(Saved data entries)
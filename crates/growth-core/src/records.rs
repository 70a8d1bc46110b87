//! Simulation periods and the output records written for each of them.

use chrono::NaiveDateTime;
use serde::{Deserialize, Serialize};

use crate::server::ServerType;

/// Which half of the simulated day a period covers.
#[derive(Debug, Clone, Copy, PartialEq, Eq, Hash, Serialize, Deserialize)]
#[serde(rename_all = "lowercase")]
pub enum PeriodKind {
    /// 06:00 to 18:00
    Day,
    /// 18:00 to 06:00 the next day
    Night,
}

impl PeriodKind {
    pub fn as_str(&self) -> &'static str {
        match self {
            PeriodKind::Day => "day",
            PeriodKind::Night => "night",
        }
    }
}

impl std::fmt::Display for PeriodKind {
    fn fmt(&self, f: &mut std::fmt::Formatter<'_>) -> std::fmt::Result {
        f.write_str(self.as_str())
    }
}

/// One 12-hour window of simulated time.
#[derive(Debug, Clone, Copy, PartialEq, Eq, Serialize, Deserialize)]
pub struct SimulationPeriod {
    pub start: NaiveDateTime,
    pub end: NaiveDateTime,
    pub kind: PeriodKind,
}

impl SimulationPeriod {
    pub fn is_day(&self) -> bool {
        self.kind == PeriodKind::Day
    }

    pub fn duration_seconds(&self) -> i64 {
        (self.end - self.start).num_seconds()
    }
}

/// Database file kind an autogrowth rule or event applies to.
#[derive(Debug, Clone, Copy, PartialEq, Eq, Hash, PartialOrd, Ord, Serialize, Deserialize)]
#[serde(rename_all = "lowercase")]
pub enum FileType {
    Data,
    Log,
}

impl FileType {
    pub const ALL: [FileType; 2] = [FileType::Data, FileType::Log];

    pub fn as_str(&self) -> &'static str {
        match self {
            FileType::Data => "data",
            FileType::Log => "log",
        }
    }
}

impl std::fmt::Display for FileType {
    fn fmt(&self, f: &mut std::fmt::Formatter<'_>) -> std::fmt::Result {
        f.write_str(self.as_str())
    }
}

/// Size section of a snapshot, in GB.
#[derive(Debug, Clone, PartialEq, Serialize, Deserialize)]
pub struct SizeStats {
    pub total_gb: f64,
    pub data_file_gb: f64,
    pub log_file_gb: f64,
    pub file_count: u32,
}

/// IO section of a snapshot.
#[derive(Debug, Clone, PartialEq, Serialize, Deserialize)]
pub struct IoStats {
    pub reads: u64,
    pub writes: u64,
    pub read_gb: f64,
    pub write_gb: f64,
    pub cumulative_reads: u64,
    pub cumulative_writes: u64,
}

#[derive(Debug, Clone, PartialEq, Serialize, Deserialize)]
pub struct TableSnapshot {
    pub table_name: String,
    pub row_count: u64,
    pub size_mb: f64,
}

/// Per-database record emitted once per period.
#[derive(Debug, Clone, PartialEq, Serialize, Deserialize)]
pub struct Snapshot {
    pub timestamp: NaiveDateTime,
    pub server_name: String,
    pub server_type: ServerType,
    pub database_name: String,
    pub period_start: NaiveDateTime,
    pub period_end: NaiveDateTime,
    pub period_type: PeriodKind,
    pub size: SizeStats,
    pub io: IoStats,
    pub tables: Vec<TableSnapshot>,
}

/// A single file extension.
#[derive(Debug, Clone, PartialEq, Serialize, Deserialize)]
pub struct AutogrowthEvent {
    pub timestamp: NaiveDateTime,
    pub file_type: FileType,
    pub previous_mb: f64,
    pub increment_mb: f64,
    pub new_mb: f64,
    pub duration_ms: u64,
    pub blocking: bool,
    pub io_wait_ms: u64,
    pub blocked_processes: u32,
}

/// All autogrowth events of one database for one period, as written to disk.
#[derive(Debug, Clone, PartialEq, Serialize, Deserialize)]
pub struct AutogrowthBatch {
    pub server_name: String,
    pub database_name: String,
    pub period_start: NaiveDateTime,
    pub period_end: NaiveDateTime,
    pub events: Vec<AutogrowthEvent>,
}

/// Megabytes to gigabytes, rounded to three decimals for output records.
pub fn mb_to_gb(mb: f64) -> f64 {
    round3(mb / 1024.0)
}

pub fn round3(value: f64) -> f64 {
    (value * 1000.0).round() / 1000.0
}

### WHAT IS NEEDED
Among the lines above, find those that contain the word "Display" and copy them.

### RESPONSE TO THIS TASK
impl std::fmt::Display for PeriodKind {
impl std::fmt::Display for FileType {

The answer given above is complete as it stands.